Closer to home, Indonesia has a population of 240 million and the fourth largest coastline in the world. Christoff and Eckersley note some 6.4 percent of Indonesia’s population live in the three metre zone prone to coastal flooding and suggest that climate change already locked in to the global system will result in the potential displacement of (at least) 15 million people north of Australia.

Such detail is what is needed for adaptation planning by Australian governments, business and civil society. The book provides a welcome overview of the big picture; the next step is a more tangible picture of the specific changes to day-to-day business and lives in Australia. But that also requires more research. As Christoff highlights, there hasn’t, for example, been any economic modeling of the consequences for Australian tourism, trade and agriculture since 2008. It’s no wonder that some business finds it frustrating to operate with big picture warnings of massive disruption without the particulars for their industry.

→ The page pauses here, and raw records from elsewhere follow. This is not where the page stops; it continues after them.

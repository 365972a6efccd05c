//! fpgaflash-core - protocol stack for the serial SPI bridge programmer
//!
//! The target board carries a SPI NOR flash chip, an FPGA that configures
//! itself from it, and a microcontroller exposing the SPI bus and the
//! FPGA's reset/done pins over a serial byte protocol. This crate layers:
//!
//! - [`transport`] - the raw byte channel (serial port, or anything
//!   implementing [`Transport`])
//! - [`bridge`] - the bridge's framing primitives and the byte-at-a-time
//!   transaction engine
//! - [`flash`] - the SPI flash command driver, with byte-wise and bulk
//!   transfer paths
//! - [`fpga`] - reset/configuration-done sequencing
//! - [`program`] - the full-image programming orchestrator
//!
//! Everything is synchronous and single-threaded: one request, one blocking
//! deadline-bounded response, no overlap between transactions.

pub mod bridge;
pub mod error;
pub mod flash;
pub mod fpga;
pub mod image;
pub mod program;
pub mod spi;
pub mod transport;

pub use bridge::Bridge;
pub use error::{Error, Result};
pub use transport::Transport;

#[cfg(test)]
pub(crate) mod testutil;
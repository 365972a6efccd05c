//! Scripted in-memory transport for unit tests

use crate::error::Result;
use crate::transport::Transport;
use std::collections::VecDeque;

/// Transport that records everything written and replays a scripted
/// response byte stream. Running out of scripted bytes looks like a read
/// deadline elapsing.
pub struct ScriptedTransport {
    pub written: Vec<u8>,
    pub responses: VecDeque<u8>,
    pub fail_reads: bool,
}

impl ScriptedTransport {
    pub fn with_responses(responses: &[u8]) -> Self {
        Self {
            written: Vec::new(),
            responses: responses.iter().copied().collect(),
            fail_reads: false,
        }
    }

    /// Make every read fail hard, as if the port vanished mid-session
    pub fn failing_reads() -> Self {
        Self {
            fail_reads: true,
            ..Self::with_responses(&[])
        }
    }
}

impl Transport for ScriptedTransport {
    fn write(&mut self, data: &[u8]) -> Result<()> {
        self.written.extend_from_slice(data);
        Ok(())
    }

    fn read(&mut self, buf: &mut [u8]) -> Result<usize> {
        if self.fail_reads {
            return Err(std::io::Error::from(std::io::ErrorKind::BrokenPipe).into());
        }
        let mut filled = 0;
        while filled < buf.len() {
            match self.responses.pop_front() {
                Some(b) => {
                    buf[filled] = b;
                    filled += 1;
                }
                None => break,
            }
        }
        Ok(filled)
    }

    fn flush(&mut self) -> Result<()> {
        Ok(())
    }
}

The indispensable crux of this book – the view of some of the world’s most eminent scientists and social scientists ­– accords with that of Professor Schellnhuber that ‘the difference between (two and four degrees) is human civilisation, if you like’.

Given a choice, a four-degree world is not one any of us wants to imagine. We don’t want to know about it or talk about it – and some of us actively deny it. This book is essential in that it forces us to stare at the world we are collectively creating, and at its consequences. Its nightmarish projections emphasise that we must put all our efforts into avoiding a four-degree future. We have everything to lose.

Gabrielle Kuiper

Dr Gabrielle Kuiper has been working on climate change in various ways for two decades and is currently an independent energy and climate consultant.